On Sunday, following almost three weeks of closure, all archaeological sites in Egypt reopened to the public. These sites include all the pharaonic, Coptic and Islamic sites in Cairo, Luxor and other parts of Upper Egypt. Within four hours of the reopening of the Memphis necropolis -- which includes the Giza plateau, Saqqara, Mit Rahina and Abu Rawash -- Zahi Hawass, minister of state for antiquities affairs, announced that a few groups of foreign tourists, each numbering from 20 to 50, had already visited these sites, as well as Egyptians.
Ali El-Asfar, head of the Giza plateau monuments, said that over the past week the number of daily visitors to the plateau had increased to 800. Last Sunday a group of young people held a peaceful rally on the plateau calling for international tourism to return to normal.
In Luxor, local supervisor of antiquities Mansour Borak said 93 tourists visited Karnak Temples on the first day of reopening. In the coming days two British groups totalling 200 people are scheduled to visit, as well as Italians and Germans. Borak told Al-Ahram Weekly that one British tourist told him he had created a blog called "Back to Luxor" in an attempt to encourage tourists to visit Egypt, especially Luxor which he adored. So far, the tourist said, the blog had attracted 10,000 hits from Europe.
However, Mohamed Abdel-Fattah, head of the Museums Department at the ministry, reported that only six museums had reopened and others would not do so until after security measures had been addressed. Those that have reopened are the Egyptian, Islamic and Coptic museums in Cairo; Luxor Museum; the Mummification Museum in Luxor and the Nubia Museum in Aswan.
Awadi said the first tour group to visit the Egyptian Museum when it reopened was from the Netherlands, while others came from Germany, Italy and Japan. Islamic and Coptic monuments in Cairo, which are all open, received several visitors, with 15 tourists visiting the Salaheddin Citadel.
Hawass said antiquities and tourism police and ministry guards were now all back at their posts and ensuring tightened security measures to safeguard archaeological sites in all parts of the country.
Despite the recovery of the Akhenaten statue, other news from the Ministry of State for Antiquities Affairs (MSAA) was less encouraging. Several important antiquities sites were vandalised during the nationwide disturbances. After a preliminary inventory had been drawn up, Sabri Abdel-Aziz, director of the Ancient Egyptian Department at the MSAA, reported that a tomb on the Saqqara necropolis, that of an Old Kingdom hairdresser named Hetepka, had been broken into and that a false door may have been stolen along with objects that had been stored in the tomb. So as to compare the alleged damage with earlier expedition photographs of the tomb, Hawass has assigned an archaeological committee to inspect every inch of the structure. A similar event took place at Abu Sir, where a portion of a false door was stolen from the tomb of the Fourth-Dynasty high priest Rahotep.

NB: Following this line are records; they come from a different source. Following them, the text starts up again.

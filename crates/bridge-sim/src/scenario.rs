//! Scripted runs of the bridge against the simulated wallet.

use std::sync::Arc;
use std::time::Duration;

use bridge_comm::{
    Communicator, CommunicatorConfig, MemoryPlatform, SimulatedWallet, WalletProvider,
};
use bridge_common::{BridgeError, BridgeEvent, CommError, ControlEvent};
use bridge_config::BridgeConfig;
use clap::ValueEnum;
use futures_util::future::join_all;
use serde_json::json;
use tokio::sync::broadcast::error::RecvError;
use tokio::task::JoinHandle;
use tokio::time::Instant;
use tracing::{info, warn};

use crate::wallet;

#[derive(Debug, Clone, Copy, PartialEq, Eq, ValueEnum)]
pub enum Scenario {
    /// Connect through the popup, then read through the frame.
    Connect,
    /// The wallet ignores the first handshake pings.
    SlowLoad,
    /// The user closes the popup while a request is pending.
    UserClose,
    /// Many requests in flight whose replies arrive out of order.
    Concurrent,
    All,
}

impl Scenario {
    fn expand(self) -> Vec<Scenario> {
        match self {
            Self::All => vec![
                Self::Connect,
                Self::SlowLoad,
                Self::UserClose,
                Self::Concurrent,
            ],
            one => vec![one],
        }
    }
}

#[derive(Debug, Clone)]
pub struct Options {
    pub ignored_pings: usize,
    pub reply_delay: Duration,
    pub requests: usize,
}

struct Harness {
    platform: Arc<MemoryPlatform>,
    provider: WalletProvider,
    wallet: JoinHandle<()>,
    events: JoinHandle<()>,
}

impl Harness {
    fn new(config: &BridgeConfig, wallet: SimulatedWallet) -> Result<Self, BridgeError> {
        let platform = Arc::new(MemoryPlatform::new());
        let wallet = wallet.attach(&platform);

        let communicator = Communicator::new(
            platform.clone(),
            CommunicatorConfig::from_bridge_config(config)?,
        );
        let events = log_events(&communicator);
        let provider = WalletProvider::from_bridge_config(communicator, config);

        Ok(Self {
            platform,
            provider,
            wallet,
            events,
        })
    }
}

impl Drop for Harness {
    fn drop(&mut self) {
        self.wallet.abort();
        self.events.abort();
    }
}

fn log_events(communicator: &Communicator) -> JoinHandle<()> {
    let mut events = communicator.subscribe();
    tokio::spawn(async move {
        loop {
            match events.recv().await {
                Ok(BridgeEvent::ChannelStateChanged { kind, state }) => {
                    info!(%kind, ?state, "channel state");
                }
                Ok(BridgeEvent::AccountChanged { address }) => {
                    info!(?address, "account changed");
                }
                Ok(BridgeEvent::Unknown) => {}
                Err(RecvError::Lagged(missed)) => warn!(missed, "event log lagged"),
                Err(RecvError::Closed) => break,
            }
        }
    })
}

fn base_wallet(options: &Options) -> SimulatedWallet {
    SimulatedWallet::new()
        .on_request(wallet::handle)
        .reply_delay(options.reply_delay)
}

pub async fn run(
    scenario: Scenario,
    config: &BridgeConfig,
    options: &Options,
) -> Result<(), BridgeError> {
    for scenario in scenario.expand() {
        info!(?scenario, "scenario start");
        match scenario {
            Scenario::Connect => connect(config, options).await?,
            Scenario::SlowLoad => slow_load(config, options).await?,
            Scenario::UserClose => user_close(config, options).await?,
            Scenario::Concurrent => concurrent(config, options).await?,
            Scenario::All => {}
        }
        info!(?scenario, "scenario done");
    }
    Ok(())
}

async fn connect(config: &BridgeConfig, options: &Options) -> Result<(), BridgeError> {
    let harness = Harness::new(config, base_wallet(options))?;

    let address = harness.provider.connect().await?;
    info!(%address, "connected");

    let accounts = harness
        .provider
        .request("aztec_accounts", json!([]))
        .await?;
    info!(%accounts, "read through frame");

    info!(
        popups = harness.platform.windows().len(),
        frames = harness.platform.frames().len(),
        "contexts opened"
    );
    Ok(())
}

async fn slow_load(config: &BridgeConfig, options: &Options) -> Result<(), BridgeError> {
    let wallet = base_wallet(options).ignore_pings(options.ignored_pings);
    let harness = Harness::new(config, wallet)?;

    let started = Instant::now();
    harness.provider.connect().await?;
    let pings = harness
        .platform
        .last_window()
        .map(|w| w.count_events(ControlEvent::WalletLoadedPing))
        .unwrap_or(0);

    info!(
        pings,
        elapsed_ms = started.elapsed().as_millis() as u64,
        "slow wallet answered"
    );
    Ok(())
}

async fn user_close(config: &BridgeConfig, options: &Options) -> Result<(), BridgeError> {
    let hold = options.reply_delay.max(Duration::from_millis(50)) * 20;
    let harness = Harness::new(config, base_wallet(options).reply_delay(hold))?;

    let pending = {
        let provider = harness.provider.clone();
        tokio::spawn(async move { provider.request("aztec_sendTransaction", json!([])).await })
    };
    tokio::time::sleep(hold / 4).await;

    let Some(window) = harness.platform.last_window() else {
        return Err(BridgeError::Other("popup never opened".into()));
    };
    window.close_by_user();
    info!("popup closed by user");

    match pending.await {
        Ok(Err(CommError::RequestRejected)) => info!("pending request rejected"),
        Ok(other) => {
            return Err(BridgeError::Other(format!(
                "expected a rejected request, got {other:?}"
            )))
        }
        Err(e) => return Err(BridgeError::Other(format!("request task failed: {e}"))),
    }

    Ok(())
}

async fn concurrent(config: &BridgeConfig, options: &Options) -> Result<(), BridgeError> {
    let count = options.requests.max(1);
    let step = options.reply_delay.max(Duration::from_millis(1));
    // Earlier requests answer later, so replies arrive in reverse order.
    let wallet = SimulatedWallet::new()
        .on_request(wallet::handle)
        .reply_delay_with(move |request| {
            let index = request.payload["params"][0].as_u64().unwrap_or(0);
            step * (count as u32).saturating_sub(index as u32)
        });
    let harness = Harness::new(config, wallet)?;

    let started = Instant::now();
    let calls = (0..count).map(|index| {
        let provider = harness.provider.clone();
        let method = if index % 2 == 0 {
            "aztec_call"
        } else {
            "aztec_sendTransaction"
        };
        async move {
            let outcome = provider.request(method, json!([index])).await;
            let elapsed_ms = started.elapsed().as_millis() as u64;
            info!(index, method, elapsed_ms, ok = outcome.is_ok(), "request settled");
            outcome
        }
    });

    let outcomes = join_all(calls).await;
    let failed = outcomes.iter().filter(|o| o.is_err()).count();
    if failed > 0 {
        return Err(BridgeError::Other(format!("{failed} of {count} requests failed")));
    }
    info!(count, "all requests resolved");
    Ok(())
}
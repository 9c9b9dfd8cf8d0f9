//! Boundary between the communicator and the browser.
//!
//! The communicator never touches a window or frame directly; it goes through
//! these traits. A browser host implements them over `window.open`,
//! `postMessage`, and `<iframe>` elements; `MemoryPlatform` implements them
//! in-process for tests and simulation.

use std::sync::Arc;

use serde_json::Value;
use url::Url;

/// A browsing context that messages can be posted into.
pub trait WindowContext: Send + Sync {
    /// Deliver `data` to the context if its origin matches `target_origin`.
    fn post_message(&self, data: &Value, target_origin: &str);
    fn is_closed(&self) -> bool;
    fn focus(&self);
    fn close(&self);
}

/// An embedded frame element living in the host document.
pub trait FrameElement: Send + Sync {
    fn is_attached(&self) -> bool;
    /// The frame's browsing context, if it is reachable.
    fn content_window(&self) -> Option<Arc<dyn WindowContext>>;
    /// Detach the element from the document.
    fn remove(&self);
}

/// A `message` event received by the host window.
#[derive(Debug, Clone, PartialEq)]
pub struct InboundMessage {
    pub origin: String,
    pub data: Value,
}

#[derive(Debug, Clone, Copy, PartialEq, Eq, Hash, PartialOrd, Ord)]
pub struct ListenerId(pub u64);

pub type MessageCallback = Arc<dyn Fn(&InboundMessage) + Send + Sync>;

/// The host page's window.
pub trait Platform: Send + Sync {
    /// Open a top-level window. `None` means the browser blocked it.
    fn open_window(
        &self,
        url: &Url,
        name: &str,
        features: &WindowFeatures,
    ) -> Option<Arc<dyn WindowContext>>;

    /// Create a hidden frame pointed at `url` and attach it to the document.
    fn create_frame(&self, url: &Url) -> Option<Arc<dyn FrameElement>>;

    fn viewport(&self) -> Viewport;

    fn add_message_listener(&self, callback: MessageCallback) -> ListenerId;

    fn remove_message_listener(&self, id: ListenerId);
}

/// Size and screen position of the host window.
#[derive(Debug, Clone, Copy, PartialEq)]
pub struct Viewport {
    pub inner_width: f64,
    pub inner_height: f64,
    pub screen_x: f64,
    pub screen_y: f64,
}

impl Default for Viewport {
    fn default() -> Self {
        Self {
            inner_width: 1280.0,
            inner_height: 800.0,
            screen_x: 0.0,
            screen_y: 0.0,
        }
    }
}

/// Geometry handed to the window-opening primitive.
#[derive(Debug, Clone, Copy, PartialEq)]
pub struct WindowFeatures {
    pub width: u32,
    pub height: u32,
    pub left: f64,
    pub top: f64,
}

impl WindowFeatures {
    /// Center a `width` x `height` window over the host viewport.
    pub fn centered(width: u32, height: u32, viewport: Viewport) -> Self {
        Self {
            width,
            height,
            left: (viewport.inner_width - f64::from(width)) / 2.0 + viewport.screen_x,
            top: (viewport.inner_height - f64::from(height)) / 2.0 + viewport.screen_y,
        }
    }

    /// Render as a `window.open` feature string.
    pub fn to_feature_string(&self) -> String {
        format!(
            "width={}, height={}, left={}, top={}",
            self.width, self.height, self.left, self.top
        )
    }
}

/// Serialized origin of a URL, as carried by `MessageEvent.origin`.
pub fn origin_of(url: &Url) -> String {
    url.origin().ascii_serialization()
}
//! Wallet bridge configuration.
//!
//! TOML-based configuration for the wallet communicator: wallet URLs,
//! popup geometry, handshake and liveness timing, and method routing.
//! All sections use defaults so partial configs work out of the box.
//!
//! # Quick Start
//!
//! ```rust,no_run
//! use bridge_config::{load_config, config_to_json};
//!
//! let config = load_config(std::path::Path::new("bridge.toml")).expect("failed to load config");
//! let json = config_to_json(&config);
//! println!("{json}");
//! ```

pub mod schema;
pub mod toml_loader;
pub mod validation;

pub use schema::{
    BridgeConfig, LoggingConfig, PopupConfig, RoutingConfig, TimingConfig, WalletConfig,
    CONFIG_SCHEMA_VERSION,
};

use std::path::Path;

use bridge_common::ConfigError;

/// Load and validate a config file.
pub fn load_config(path: &Path) -> Result<BridgeConfig, ConfigError> {
    let config = toml_loader::load_from_path(path)?;
    validation::validate(&config)?;
    Ok(config)
}

/// Serialize a config to a pretty-printed JSON string.
pub fn config_to_json(config: &BridgeConfig) -> String {
    serde_json::to_string_pretty(config)
        .unwrap_or_else(|e| format!("{{\"error\": \"failed to serialize config: {e}\"}}"))
}
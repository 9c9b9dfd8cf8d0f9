use std::path::PathBuf;

use crate::types::ChannelKind;

#[derive(Debug, thiserror::Error)]
pub enum ConfigError {
    #[error("config file not found: {0}")]
    FileNotFound(PathBuf),

    #[error("config parse error: {0}")]
    ParseError(String),

    #[error("config validation error: {0}")]
    ValidationError(String),
}

/// Failures surfaced to callers of the communicator.
///
/// Every variant is scoped to the asynchronous operation it rejects; a
/// whole-channel failure is delivered as one `RequestRejected` per waiter.
#[derive(Debug, Clone, PartialEq, Eq, thiserror::Error)]
pub enum CommError {
    #[error("failed to open popup: blocked by the browser")]
    PopupBlocked,

    #[error("request rejected")]
    RequestRejected,

    #[error("wallet frame unavailable")]
    FrameUnavailable,

    #[error("no target origin configured for the {0} channel")]
    UnsupportedMethod(ChannelKind),

    #[error("protocol violation: {0}")]
    ProtocolViolation(String),

    #[error("wallet error {code}: {message}")]
    Wallet { code: i64, message: String },

    #[error("no accounts returned by wallet")]
    NoAccounts,

    #[error("invalid url: {0}")]
    InvalidUrl(String),
}

#[derive(Debug, thiserror::Error)]
pub enum BridgeError {
    #[error(transparent)]
    Config(#[from] ConfigError),

    #[error(transparent)]
    Comm(#[from] CommError),

    #[error(transparent)]
    Io(#[from] std::io::Error),

    #[error("{0}")]
    Other(String),
}
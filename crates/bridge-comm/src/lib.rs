//! Cross-context RPC communicator for a browser wallet.
//!
//! A page talks to a wallet running in another browser context, either a
//! visible popup window or a hidden embedded frame, using only origin-scoped
//! asynchronous message passing. This crate provides:
//! - A platform boundary (`Platform`, `WindowContext`, `FrameElement`)
//! - A listener registry correlating replies to requests by id and origin
//! - Popup and frame channels with ping handshakes and liveness checks
//! - Method routing between the two channels
//! - The `Communicator` facade and a JSON-RPC `WalletProvider` on top of it
//! - An in-memory platform and simulated wallet for tests and simulation

pub mod channel;
pub mod communicator;
pub mod memory;
pub mod platform;
pub mod provider;
pub mod registry;
pub mod router;

pub use channel::{Channel, FallbackOpener, FrameChannel, PopupChannel, RetryOpener};
pub use communicator::{Communicator, CommunicatorConfig};
pub use memory::{MemoryFrame, MemoryPlatform, MemoryWindow, Opened, SimulatedWallet};
pub use platform::{
    FrameElement, InboundMessage, ListenerId, MessageCallback, Platform, Viewport,
    WindowContext, WindowFeatures,
};
pub use provider::{WalletProvider, DEFAULT_FINAL_METHODS};
pub use registry::{ListenerRegistry, Waiter};
pub use router::MethodRouter;
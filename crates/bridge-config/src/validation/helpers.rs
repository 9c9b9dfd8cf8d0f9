//! Shared validation helpers.

/// Push an error if `value` is outside `[min, max]`.
pub(crate) fn validate_range(errors: &mut Vec<String>, name: &str, value: u64, min: u64, max: u64) {
    if value < min || value > max {
        errors.push(format!("{name} = {value} is out of range [{min}, {max}]"));
    }
}

/// Push an error unless `value` is an absolute http(s) URL.
pub(crate) fn validate_url(errors: &mut Vec<String>, name: &str, value: &str) {
    match url::Url::parse(value) {
        Ok(url) if matches!(url.scheme(), "http" | "https") => {}
        Ok(url) => errors.push(format!(
            "{name} = {value:?} has unsupported scheme {:?}",
            url.scheme()
        )),
        Err(e) => errors.push(format!("{name} = {value:?} is not a valid URL: {e}")),
    }
}
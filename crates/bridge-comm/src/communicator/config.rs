use std::sync::Arc;
use std::time::Duration;

use bridge_common::CommError;
use bridge_config::BridgeConfig;
use url::Url;

use crate::channel::FallbackOpener;
use crate::platform::FrameElement;
use crate::router::MethodRouter;

/// Everything a `Communicator` is built from.
///
/// A channel kind without a URL is not configured; routing a request to it
/// fails with `UnsupportedMethod`.
#[derive(Clone)]
pub struct CommunicatorConfig {
    pub popup_url: Option<Url>,
    pub frame_url: Option<Url>,
    pub window_name: String,
    pub popup_width: u32,
    pub popup_height: u32,
    pub ping_interval: Duration,
    pub liveness_interval: Duration,
    /// Invoked only when the primary popup open is blocked.
    pub fallback_opener: Option<FallbackOpener>,
    /// Borrowed frame element to use instead of creating one.
    pub external_frame: Option<Arc<dyn FrameElement>>,
    pub router: MethodRouter,
}

impl Default for CommunicatorConfig {
    fn default() -> Self {
        Self {
            popup_url: None,
            frame_url: None,
            window_name: "Smart Wallet".into(),
            popup_width: 420,
            popup_height: 540,
            ping_interval: Duration::from_millis(100),
            liveness_interval: Duration::from_millis(100),
            fallback_opener: None,
            external_frame: None,
            router: MethodRouter::default(),
        }
    }
}

impl CommunicatorConfig {
    pub fn new() -> Self {
        Self::default()
    }

    /// Build from the file-level config. The frame is configured only when
    /// `wallet.frame_path` is non-empty.
    pub fn from_bridge_config(config: &BridgeConfig) -> Result<Self, CommError> {
        let popup_url = parse_url(&config.wallet.popup_url())?;
        let frame_url = config
            .wallet
            .frame_url()
            .map(|url| parse_url(&url))
            .transpose()?;

        Ok(Self {
            popup_url: Some(popup_url),
            frame_url,
            window_name: config.wallet.window_name.clone(),
            popup_width: config.popup.width,
            popup_height: config.popup.height,
            ping_interval: Duration::from_millis(config.timing.ping_interval_ms),
            liveness_interval: Duration::from_millis(config.timing.liveness_interval_ms),
            fallback_opener: None,
            external_frame: None,
            router: MethodRouter::from_config(&config.routing),
        })
    }

    pub fn with_popup_url(mut self, url: Url) -> Self {
        self.popup_url = Some(url);
        self
    }

    pub fn with_frame_url(mut self, url: Url) -> Self {
        self.frame_url = Some(url);
        self
    }

    pub fn with_fallback_opener(mut self, opener: FallbackOpener) -> Self {
        self.fallback_opener = Some(opener);
        self
    }

    pub fn with_external_frame(mut self, element: Arc<dyn FrameElement>) -> Self {
        self.external_frame = Some(element);
        self
    }

    pub fn with_router(mut self, router: MethodRouter) -> Self {
        self.router = router;
        self
    }

    pub fn with_ping_interval(mut self, interval: Duration) -> Self {
        self.ping_interval = interval;
        self
    }

    pub fn with_liveness_interval(mut self, interval: Duration) -> Self {
        self.liveness_interval = interval;
        self
    }
}

fn parse_url(raw: &str) -> Result<Url, CommError> {
    Url::parse(raw).map_err(|e| CommError::InvalidUrl(format!("{raw}: {e}")))
}

#[cfg(test)]
mod tests {
    use super::*;
    use bridge_common::ChannelKind;

    #[test]
    fn from_default_bridge_config() {
        let config = CommunicatorConfig::from_bridge_config(&BridgeConfig::default()).unwrap();
        assert_eq!(
            config.popup_url.as_ref().map(Url::as_str),
            Some("https://app.obsidion.xyz/sign")
        );
        assert_eq!(
            config.frame_url.as_ref().map(Url::as_str),
            Some("https://app.obsidion.xyz/frame")
        );
        assert_eq!(config.ping_interval, Duration::from_millis(100));
        assert_eq!(config.popup_width, 420);
        assert_eq!(config.router.route(Some("aztec_call")), ChannelKind::Frame);
    }

    #[test]
    fn disabled_frame_has_no_url() {
        let mut bridge = BridgeConfig::default();
        bridge.wallet.frame_path = String::new();
        let config = CommunicatorConfig::from_bridge_config(&bridge).unwrap();
        assert!(config.frame_url.is_none());
    }

    #[test]
    fn invalid_wallet_url_is_reported() {
        let mut bridge = BridgeConfig::default();
        bridge.wallet.url = "::nope::".into();
        let result = CommunicatorConfig::from_bridge_config(&bridge);
        assert!(matches!(result, Err(CommError::InvalidUrl(_))));
    }
}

Hawass said forced entries had been confirmed at a number of storage magazines, including one near the pyramid of the Sixth- Dynasty king Teti and a storeroom belonging to Cairo University, both at Saqqara. "I have created a committee to prepare reports to determine what, if anything, is missing from these magazines," Hawass said. He added that military authorities had caught thieves attempting to loot the site of Tel Al-Basta in the Nile Delta as well as other criminals who were trying to loot a tomb in Lisht. There have also been reports of houses being built over archaeological sites and of illegal digging.